I am working at the Human Resources department, more specifically at the Talent Management and Sourcing department, which was created in January this year. Since Yara grow mostly by acquisition, we don’t have global standardized HR processes - that's where the Talent Management and Sourcing department comes in. Our mission is basically to ensure all the company uses top of the class HR processes. So this gives us a lot of room for creativity, interaction with other units and businesses, research of good case practices, buy-in and lobbying, etc. It’s definitely challenging to accomplish our job (especially when you think that the central Talent Management and Sourcing team is only 4 people including me).
I am very happy with this, since one of my biggest fears when I was leaving AIESEC was a job that was not meaningful (as an organization) and challenging (as in my job). Yara gave me both.
But what do I do? Very different things. I was hired to take care of the communication necessary to implement the HR processes globally that we in Talent Management and Sourcing create (with the help of loads of other stakeholders in the business, of course). But I am an AIESEC alumni and I don’t settle until I am going crazy with challenges, so I am now responsible for the whole Talent Management and Sourcing implementation planning (not only the communication part), responsible for designing and delivering the Employment Value Proposition design process, and I am involved here and there in the Competency Framework creation, High Potentials Program, Workforce Diversity, Talent Management Framework, Global Sourcing and Recruitment Process and Innovation Process. It’s really exciting to be part of such a huge change management process, since that’s what I really like the most: change and improve stuff.

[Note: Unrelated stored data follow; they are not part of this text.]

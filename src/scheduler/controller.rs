use std::collections::HashMap;
use std::ops::ControlFlow;
use std::panic::{catch_unwind, AssertUnwindSafe};
use std::path::PathBuf;
use std::sync::atomic::{AtomicU64, Ordering};
use std::sync::Arc;
use std::time::Duration;

use chrono::Utc;
use tokio::sync::{broadcast, oneshot, watch, Mutex, OwnedSemaphorePermit, Semaphore};
use tokio::task::AbortHandle;
use tokio_stream::wrappers::BroadcastStream;
use tokio_util::sync::CancellationToken;

use crate::config::IndexerConfig;
use crate::error::{BridgeError, JobError, Result};
use crate::scheduler::job::{
    CompletionCallback, ExecuteStrategy, Job, JobResult, JobStatus,
};
use crate::stream::{StreamDecoder, StreamEvent};
use crate::worker::{ProcessOutput, ProcessRunner};

const EVENT_CHANNEL_CAPACITY: usize = 1024;

/// Bookkeeping for one running job.
struct ActiveJob {
    /// Distinguishes successive jobs that reuse the same identity
    seq: u64,
    runner: ProcessRunner,
    cancel: CancellationToken,
    done: watch::Receiver<bool>,
    abort: Option<AbortHandle>,
    strategy: ExecuteStrategy,
}

type ActiveMap = Arc<Mutex<HashMap<String, ActiveJob>>>;

/// Everything a job needs once it leaves the critical section.
struct PreparedJob {
    exec: Execution,
    completion: Completion,
}

/// What the running process borrows. Kept apart from [`Completion`] so the
/// spawned task only holds shared references to `Sync` data.
struct Execution {
    args: Vec<String>,
    input: Vec<u8>,
    timeout: Option<Duration>,
    strategy: ExecuteStrategy,
    runner: ProcessRunner,
    cancel: CancellationToken,
}

/// Owned by the task until the result is delivered.
struct Completion {
    id: String,
    seq: u64,
    callbacks: Vec<CompletionCallback>,
    waiters: Vec<oneshot::Sender<JobResult>>,
    done: watch::Sender<bool>,
}

/// Runs indexer jobs with at most one in flight per job identity.
///
/// One-shot jobs share a bounded pool; a streaming job (the monitor) runs
/// on its own task and publishes decoded events to every subscriber. The
/// active-job map is the only shared state and is only ever locked for
/// bookkeeping, never while a process runs.
pub struct JobScheduler {
    program: PathBuf,
    default_timeout: Duration,
    cancel_grace: Duration,
    max_element_bytes: usize,
    pool: Arc<Semaphore>,
    active: ActiveMap,
    events: broadcast::Sender<StreamEvent>,
    next_seq: AtomicU64,
    next_id: AtomicU64,
}

impl JobScheduler {
    pub fn new(config: &IndexerConfig) -> Self {
        let (events, _) = broadcast::channel(EVENT_CHANNEL_CAPACITY);
        Self {
            program: config.rc_path.clone(),
            default_timeout: config.rc_timeout,
            cancel_grace: config.cancel_grace,
            max_element_bytes: config.max_element_bytes,
            pool: Arc::new(Semaphore::new(config.pool_size.max(1))),
            active: Arc::new(Mutex::new(HashMap::new())),
            events,
            next_seq: AtomicU64::new(0),
            next_id: AtomicU64::new(0),
        }
    }

    /// Unique suffix for caller-built job identities.
    pub fn next_id(&self) -> String {
        (self.next_id.fetch_add(1, Ordering::Relaxed) + 1).to_string()
    }

    /// Schedule `job`. Returns `false` (and does nothing) when a job with the
    /// same identity is still running.
    ///
    /// One-shot submissions wait here for a free pool slot.
    pub async fn submit(&self, mut job: Job, on_complete: Option<CompletionCallback>) -> bool {
        if let Some(callback) = on_complete {
            job.callbacks.push(callback);
        }
        self.schedule(job).await
    }

    /// Like [`submit`](Self::submit), returning a receiver that resolves
    /// with the result after the job's bookkeeping has been removed.
    pub async fn submit_with_receiver(&self, mut job: Job) -> Option<oneshot::Receiver<JobResult>> {
        let rx = job.waiter();
        if self.schedule(job).await {
            Some(rx)
        } else {
            None
        }
    }

    /// Start `job` as the streaming monitor (if it is not already running)
    /// and subscribe to its events.
    pub async fn submit_stream(&self, job: Job) -> broadcast::Receiver<StreamEvent> {
        let events = self.subscribe();
        let job = job.streaming();
        let id = job.id.clone();
        if !self.schedule(job).await {
            tracing::debug!(job_id = %id, "Monitor already running, subscribed to existing stream");
        }
        events
    }

    pub fn subscribe(&self) -> broadcast::Receiver<StreamEvent> {
        self.events.subscribe()
    }

    pub fn event_stream(&self) -> BroadcastStream<StreamEvent> {
        BroadcastStream::new(self.subscribe())
    }

    /// Execute on the caller's task, bypassing the pool and identity tracking.
    pub async fn run_blocking(&self, mut job: Job, timeout: Option<Duration>) -> JobResult {
        if !job.quiet {
            tracing::debug!(job_id = %job.id, "Running blocking job");
        }
        let runner = ProcessRunner::new(&self.program, &job.id).quiet(job.quiet);
        let started_at = Utc::now();
        let limit = timeout.or(job.timeout).unwrap_or(self.default_timeout);
        let outcome = runner.execute(&job.args, &job.input, Some(limit)).await;
        let result = into_result(&job.id, started_at, outcome);

        for callback in job.callbacks.drain(..) {
            invoke(callback, &result);
        }
        for waiter in job.waiters.drain(..) {
            let _ = waiter.send(result.clone());
        }
        result
    }

    /// Stop a running job and wait up to the grace period for it to finish.
    /// Returns `false` if no job with that identity is running.
    pub async fn cancel(&self, job_id: &str) -> bool {
        let (seq, runner, cancel, mut done) = {
            let active = self.active.lock().await;
            match active.get(job_id) {
                Some(entry) => (
                    entry.seq,
                    entry.runner.clone(),
                    entry.cancel.clone(),
                    entry.done.clone(),
                ),
                None => {
                    tracing::debug!(job_id, "Job not running, nothing to cancel");
                    return false;
                }
            }
        };

        tracing::debug!(job_id, "Cancelling job");
        runner.stop();
        cancel.cancel();

        let acknowledged = matches!(
            tokio::time::timeout(self.cancel_grace, done.wait_for(|finished| *finished)).await,
            Ok(Ok(_))
        );

        if acknowledged {
            tracing::debug!(job_id, "Job finished after cancellation");
        } else {
            let mut active = self.active.lock().await;
            if active.get(job_id).is_some_and(|entry| entry.seq == seq) {
                if let Some(abort) = active.remove(job_id).and_then(|entry| entry.abort) {
                    abort.abort();
                }
            }
            drop(active);
            tracing::warn!(
                job_id,
                grace = ?self.cancel_grace,
                "Job did not acknowledge cancellation, force-cancelled"
            );
        }
        true
    }

    /// Cancel every running job. Used at shutdown.
    pub async fn cancel_all(&self) {
        let ids = self.active_jobs().await;
        if !ids.is_empty() {
            tracing::info!(jobs = ?ids, "Cancelling all running jobs");
        }
        for id in ids {
            self.cancel(&id).await;
        }
    }

    pub async fn is_active(&self, job_id: &str) -> bool {
        self.active.lock().await.contains_key(job_id)
    }

    /// Identities of all running jobs, sorted.
    pub async fn active_jobs(&self) -> Vec<String> {
        let mut ids: Vec<String> = self.active.lock().await.keys().cloned().collect();
        ids.sort();
        ids
    }

    pub async fn active_count(&self) -> usize {
        self.active.lock().await.len()
    }

    pub async fn streaming_jobs(&self) -> Vec<String> {
        self.active
            .lock()
            .await
            .iter()
            .filter(|(_, entry)| entry.strategy == ExecuteStrategy::Streaming)
            .map(|(id, _)| id.clone())
            .collect()
    }

    async fn schedule(&self, job: Job) -> bool {
        let Some(prepared) = self.register(job).await else {
            return false;
        };

        let permit = match prepared.exec.strategy {
            ExecuteStrategy::Streaming => None,
            ExecuteStrategy::OneShot => {
                match self.acquire_slot(&prepared.exec.cancel).await {
                    Ok(permit) => Some(permit),
                    Err(e) => {
                        // Cancelled (or pool closed) while queued: report and release.
                        let result = failed_result(&prepared.completion.id, Utc::now(), &e);
                        finish(&self.active, prepared.completion, result).await;
                        return true;
                    }
                }
            }
        };

        let id = prepared.completion.id.clone();
        let seq = prepared.completion.seq;
        let ctx = RunContext {
            active: self.active.clone(),
            events: self.events.clone(),
            default_timeout: self.default_timeout,
            max_element_bytes: self.max_element_bytes,
        };

        let handle = tokio::spawn(async move {
            let _permit = permit;
            ctx.run(prepared).await;
        });

        let mut active = self.active.lock().await;
        if let Some(entry) = active.get_mut(&id) {
            if entry.seq == seq {
                entry.abort = Some(handle.abort_handle());
            }
        }
        true
    }

    /// Claim the job's identity. `None` if it is already taken.
    async fn register(&self, mut job: Job) -> Option<PreparedJob> {
        let seq = self.next_seq.fetch_add(1, Ordering::Relaxed);
        let runner = ProcessRunner::new(&self.program, &job.id).quiet(job.quiet);
        let cancel = CancellationToken::new();
        let (done_tx, done_rx) = watch::channel(false);

        {
            let mut active = self.active.lock().await;
            if active.contains_key(&job.id) {
                tracing::debug!(job_id = %job.id, "Job still active, submission rejected");
                return None;
            }
            active.insert(
                job.id.clone(),
                ActiveJob {
                    seq,
                    runner: runner.clone(),
                    cancel: cancel.clone(),
                    done: done_rx,
                    abort: None,
                    strategy: job.strategy,
                },
            );
        }

        if !job.quiet {
            tracing::debug!(job_id = %job.id, strategy = ?job.strategy, "Starting async job");
        }

        Some(PreparedJob {
            exec: Execution {
                args: job.args,
                input: job.input,
                timeout: job.timeout,
                strategy: job.strategy,
                runner,
                cancel,
            },
            completion: Completion {
                id: job.id,
                seq,
                callbacks: std::mem::take(&mut job.callbacks),
                waiters: std::mem::take(&mut job.waiters),
                done: done_tx,
            },
        })
    }

    async fn acquire_slot(&self, cancel: &CancellationToken) -> Result<OwnedSemaphorePermit> {
        tokio::select! {
            permit = self.pool.clone().acquire_owned() => {
                permit.map_err(|_| BridgeError::Internal("worker pool closed".to_string()))
            }
            _ = cancel.cancelled() => Err(BridgeError::Cancelled),
        }
    }
}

Of course not all are roses and good weather (which challenging job is?) and the freedom to do whatever you want that I got used in the last 5 years (both in my company and in AIESEC, specially as head of AIESEC Norway) is really not present. And I understand it is mostly necessary! The company didn’t survive and thrive for over 100 years by allowing people like me (28 years old, 2 months in the company) do whatever they believe is right without supervision. Especially when you are talking about a chemical company, that needs to ensure safety and so on. But that doesn’t stop me from trying :) I am also a bit frustrated with the pace of changes, that sometimes seems a bit slow (when you need to get buy-in of so many stakeholders), but I also believe it’s the right thing to do, since without buy-in, nothing gets done – and when you are leading an organization with 50 people (as last year after the major downsizing we made in AIESEC Norway) and one with 8000, things will always move slower.
One thing that I am very happy with Yara (especially in contrast with AIESEC) is the resources we can use. Example: we can invest in the work (and also salary wise). How many AIESECers have access to top talent management research and good case practices? Consultancy? People who work with HR for 30 years sitting just in front of you? That are definitely hard/impossible to find in AIESEC.
Though one thing I wonder every day: where this path will lead me? I am a bit uncertain about the future. Growing up and all :) But let’s take the first months like this and then on the goal setting and performance management process in December/January I can talk about these things and start outlining my path.